Most business schools have a core curriculum that is heavily tilted toward quantitative subjects.
Nearly all schools require graduating students to be proficient in basic finance, accounting, economics, and statistics, for example. Many MBAs often speculate that a student’s GMAT score is highly correlated with his or her GPA once at business school. Though this theory seems merited in many respects, it has limitations. However, weighing these counterpoints against affirming evidence, it is clear that MBA applicants must take GMAT preparation seriously not only to gain acceptance to an elite business school, but also to succeed academically once there.
Naysayers argue that even many of the quantitative subjects in business school have little to do with the material tested on the GMAT.

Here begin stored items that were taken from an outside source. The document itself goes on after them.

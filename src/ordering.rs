//! Standard memory orderings for concurrent node access.
//!
//! These constants ensure consistent ordering usage across the codebase
//! and make the intent clear at each access point.

use std::sync::atomic::Ordering;

/// Ordering for reading node fields during optimistic traversal.
/// Pairs with writer's Release stores.
pub const READ_ORD: Ordering = Ordering::Acquire;

/// Ordering for writing node fields under lock.
/// Pairs with reader's Acquire loads.
pub const WRITE_ORD: Ordering = Ordering::Release;

/// Ordering for CAS success (lock acquisition, lock upgrade).
pub const CAS_SUCCESS: Ordering = Ordering::AcqRel;

/// Ordering for CAS failure.
/// Only need to see the current value.
pub const CAS_FAILURE: Ordering = Ordering::Acquire;

/// Ordering for relaxed loads (within a locked region).
/// Safe because the version lock provides synchronization.
pub const RELAXED: Ordering = Ordering::Relaxed;

/// Ordering for version unlock (advance sequence, clear lock bit).
/// Must be visible to validating readers.
pub const UNLOCK_ORD: Ordering = Ordering::Release;
//! # blink-tree
//!
//! A concurrent, in-memory B-link-tree: an ordered index from fixed-width
//! unsigned integer keys to opaque 64-bit values, built for many-reader /
//! many-writer workloads on one machine.
//!
//! The B-link design gives every node a right-sibling pointer and an
//! inclusive upper bound (its *high key*). A split first publishes the new
//! right node through the sibling pointer and only then tells the parent, so
//! a traversal holding stale routing information can always recover by
//! chaining rightward instead of retrying under a lock.
//!
//! ## Concurrency
//!
//! - Reads: optimistic lock coupling. Each node carries a version latch
//!   ([`nodeversion::NodeVersion`]); readers record the version, read, then
//!   re-check it, restarting from the root on any observed change. Readers
//!   never lock and never block writers.
//! - Writes: point operations lock exactly one leaf. Split propagation
//!   holds at most two locks at once (a just-split child and its parent),
//!   always taken bottom-up, so there is no deadlock.
//! - The map interface is linearizable; forward range scans are
//!   node-by-node consistent rather than atomic.
//!
//! ## Example
//!
//! ```
//! use std::sync::Arc;
//! use std::thread;
//!
//! use blink_tree::BLinkTree;
//!
//! let tree = Arc::new(BLinkTree::<u64>::new());
//!
//! let writers: Vec<_> = (0u64..4)
//!     .map(|t| {
//!         let tree = Arc::clone(&tree);
//!         thread::spawn(move || {
//!             for key in (t * 100 + 1)..=(t * 100 + 100) {
//!                 tree.insert(key, key * 10);
//!             }
//!         })
//!     })
//!     .collect();
//! for writer in writers {
//!     writer.join().unwrap();
//! }
//!
//! assert_eq!(tree.lookup(250), 2500);
//! let mut out = vec![0u64; 400];
//! assert_eq!(tree.range_lookup(1, 400, &mut out), 400);
//! ```

pub mod key;
pub mod nodeversion;
pub mod ordering;

mod internal;
mod leaf;
mod node;
mod tracing_helpers;
mod tree;

pub use key::Key;
pub use nodeversion::Restart;
pub use tree::BLinkTree;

Accounting and finance, for example, are subjects focused mostly on memorization of rules and standards, rather than analytical skills. Even areas such as statistics and economics have a litany of idiosyncratic topics unrelated to universal mathematical capabilities. Meet an average Ivy League MBA, and he will be much more likely to describe the concept of price elasticity than to recite the formula for finding the area of a circle.
Yet applying the foundational knowledge learned in core subjects to electives – and certainly to one’s career – requires quantitative fortitude.
Basic Accounting teaches students how to interpret the “labels” on an income statement; Financial Statement Analysis guides students to extrapolate conclusions from the income statement, and determine whether or not a company has promising growth prospects. This analysis requires the MBA to make back-of-the-envelope calculations, often without a pen and paper. GMAT problems test an applicant’s ability to make these calculations quickly, typically with problems involving percentages or algebraic equations.
As this blog has affirmed many times, the GMAT is one of many aspects to your “story” as an applicant. However, it is one of the most crucial – and also, most valuable during and beyond your experience as an MBA.
Entering business school, students will be stunned by the mathematical aptitude of most of their classmates. Preparing intensely for the Quantitative Section of the GMAT will prevent less number-savvy students from playing catch-up over long hours at the library during the first semester of business school.